An Oklahoma specialty hospital affiliated with Tenet Healthcare was among parties that agreed to pay $72.3 million to settle a whistleblower lawsuit involving alleged kickbacks to surgeons.
The Department of Justice (DOJ) announced this week that the Oklahoma Center for Orthopaedic and Multi-Specialty Surgery (OCOM)—as well as its part-owner management company, which includes USP OKC and USP OKC Manager (USPI), Southwest Orthopaedic Specialists (SOS) and two SOS physicians—agreed to the settlement to resolve of false claims. Tenet owns 95% of USPI.
The DOJ alleged improper relationships between OCOM and SOS resulted in the submission of false claims to the Medicare, Medicaid and TRICARE programs.
"Offering illegal financial incentives to physicians in return for patient referrals undermines the integrity of our health care system," said acting Assistant Attorney General Ethan P. Davis of the DOJ's Civil Division in a statement. "Patients deserve the independent and objective judgment of their health care professionals."

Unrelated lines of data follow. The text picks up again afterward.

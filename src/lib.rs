pub mod auth;
pub mod error;
pub mod rest;
pub mod types;
pub mod websocket;
pub use error::{Result, ZbError};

The case dates back to May 2016-18 when a whistleblower filed suit against the OCOM alleging the various violations. Specifically, they alleged, OCOM and USPI provided improper payments to SOS and certain physicians in exchange for patient referrals to OCOM in the form of free or below fair market value office space, employees, and supplies or compensation in excess of fair market value, equity buyback provisions and payments for certain SOS physicians that exceeded fair market value, and preferential investment opportunities.
The settlement also resolves issues arising out of USPI’s "preferential offering" of investment opportunities to physicians at four surgery facilities in Texas, the DOJ said. The claims resolved by the settlement are allegations only, and there has been no determination of liability, officials said.

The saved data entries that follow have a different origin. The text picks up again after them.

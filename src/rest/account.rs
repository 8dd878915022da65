use super::client::{take_list, Access, Client};
use super::params;
use crate::error::Result;
use crate::types::{FuturesAccountType, MarginMode, PageQuery, PositionsMode};
use reqwest::Method;
use serde_json::{json, Value};

impl Client {
    /// Futures account summary. `convert_unit` is the valuation currency
    /// (`cny`, `usd`, `usdt`, `btc`).
    /// GET /Server/api/v2/Fund/getAccount
    pub async fn get_account(
        &self,
        convert_unit: &str,
        futures_account_type: FuturesAccountType,
    ) -> Result<Value> {
        self.request(
            Method::GET,
            "/Server/api/v2/Fund/getAccount",
            Access::Private,
            params(json!({
                "convertUnit": convert_unit,
                "futuresAccountType": futures_account_type.value(),
            })),
        )
        .await
    }

    /// Open positions of one market, optionally one side (`1` long, `0` short).
    /// GET /Server/api/v2/Positions/getPositions
    pub async fn get_positions(
        &self,
        symbol: &str,
        side: Option<i64>,
        futures_account_type: FuturesAccountType,
    ) -> Result<Vec<Value>> {
        self.request(
            Method::GET,
            "/Server/api/v2/Positions/getPositions",
            Access::Private,
            params(json!({
                "symbol": symbol,
                "side": side,
                "futuresAccountType": futures_account_type.value(),
            })),
        )
        .await
    }

    /// Margin limits and estimated liquidation price of a position.
    /// GET /Server/api/v2/Positions/marginInfo
    pub async fn get_margin_info(
        &self,
        positions_id: &str,
        futures_account_type: FuturesAccountType,
    ) -> Result<Value> {
        self.request(
            Method::GET,
            "/Server/api/v2/Positions/marginInfo",
            Access::Private,
            params(json!({
                "positionsId": positions_id,
                "futuresAccountType": futures_account_type.value(),
            })),
        )
        .await
    }

    /// Adds (`margin_type = 1`) or withdraws (`0`) position margin.
    /// POST /Server/api/v2/Positions/updateMargin
    pub async fn update_margin(
        &self,
        positions_id: &str,
        amount: f64,
        margin_type: i64,
        futures_account_type: FuturesAccountType,
    ) -> Result<Value> {
        self.request(
            Method::POST,
            "/Server/api/v2/Positions/updateMargin",
            Access::Private,
            params(json!({
                "positionsId": positions_id,
                "amount": amount,
                "type": margin_type,
                "futuresAccountType": futures_account_type.value(),
            })),
        )
        .await
    }

    /// POST /Server/api/v2/setting/setLeverage
    pub async fn set_leverage(
        &self,
        symbol: &str,
        leverage: u32,
        futures_account_type: FuturesAccountType,
    ) -> Result<Value> {
        self.request(
            Method::POST,
            "/Server/api/v2/setting/setLeverage",
            Access::Private,
            params(json!({
                "symbol": symbol,
                "leverage": leverage,
                "futuresAccountType": futures_account_type.value(),
            })),
        )
        .await
    }

    /// POST /Server/api/v2/setting/setPositionsMode
    pub async fn set_positions_mode(
        &self,
        symbol: &str,
        positions_mode: PositionsMode,
        futures_account_type: FuturesAccountType,
    ) -> Result<Value> {
        self.request(
            Method::POST,
            "/Server/api/v2/setting/setPositionsMode",
            Access::Private,
            params(json!({
                "symbol": symbol,
                "positionsMode": positions_mode.value(),
                "futuresAccountType": futures_account_type.value(),
            })),
        )
        .await
    }

    /// POST /Server/api/v2/setting/setMarginMode
    pub async fn set_margin_mode(
        &self,
        symbol: &str,
        margin_mode: MarginMode,
        futures_account_type: FuturesAccountType,
    ) -> Result<Value> {
        self.request(
            Method::POST,
            "/Server/api/v2/setting/setMarginMode",
            Access::Private,
            params(json!({
                "symbol": symbol,
                "marginMode": margin_mode.value(),
                "futuresAccountType": futures_account_type.value(),
            })),
        )
        .await
    }

    /// Current nominal value on one side (`1` long, `0` short).
    /// GET /Server/api/v2/Positions/getNominalValue
    pub async fn get_nominal_value(
        &self,
        symbol: &str,
        side: i64,
        futures_account_type: FuturesAccountType,
    ) -> Result<Value> {
        self.request(
            Method::GET,
            "/Server/api/v2/Positions/getNominalValue",
            Access::Private,
            params(json!({
                "symbol": symbol,
                "side": side,
                "futuresAccountType": futures_account_type.value(),
            })),
        )
        .await
    }

    /// Account bills, one page.
    /// GET /Server/api/v2/Fund/getBill
    pub async fn get_bill(
        &self,
        currency: Option<&str>,
        bill_type: Option<i64>,
        page: PageQuery,
        futures_account_type: FuturesAccountType,
    ) -> Result<Vec<Value>> {
        let data: Value = self
            .request(
                Method::GET,
                "/Server/api/v2/Fund/getBill",
                Access::Private,
                params(json!({
                    "currencyName": currency,
                    "type": bill_type,
                    "startTime": page.start_time,
                    "endTime": page.end_time,
                    "pageNum": page.page,
                    "pageSize": page.size,
                    "futuresAccountType": futures_account_type.value(),
                })),
            )
            .await?;
        take_list(data)
    }

    /// Leverage, positions mode and margin mode of one market.
    /// GET /Server/api/v2/setting/get
    pub async fn get_setting(
        &self,
        symbol: &str,
        futures_account_type: FuturesAccountType,
    ) -> Result<Value> {
        self.request(
            Method::GET,
            "/Server/api/v2/setting/get",
            Access::Private,
            params(json!({
                "symbol": symbol,
                "futuresAccountType": futures_account_type.value(),
            })),
        )
        .await
    }

    /// GET /Server/api/v2/Fund/balance
    pub async fn get_balance(
        &self,
        currency_name: Option<&str>,
        futures_account_type: FuturesAccountType,
    ) -> Result<Value> {
        self.request(
            Method::GET,
            "/Server/api/v2/Fund/balance",
            Access::Private,
            params(json!({
                "currencyName": currency_name,
                "futuresAccountType": futures_account_type.value(),
            })),
        )
        .await
    }
}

“Our core values prioritize ethical, responsible behavior, and we will accept nothing short of that from our teams," an OCOM spokesperson said in a statement. "We have taken numerous steps to strengthen compliance safeguards at OCOM to ensure our programs and staff meet the highest standards of integrity – and that we continue to earn the trust of our patients and physicians based only on the quality of care we deliver. We are a stronger organization today with tighter processes, sharper controls, more stringent compliance oversight and a culture that supports our values.”
In filings with the Securities and Exchange Commission, Tenet told investors last year it was party to the legal action and that an agreement in principle had been reached with the DOJ to resolve the issue for approximately $66 million. Tenet established a reserve of $68 million for the matter, including an estimate of the relator’s attorney’s fees and certain other costs to be paid by USPI.
The whistleblower share to be awarded in the case has not yet been determined.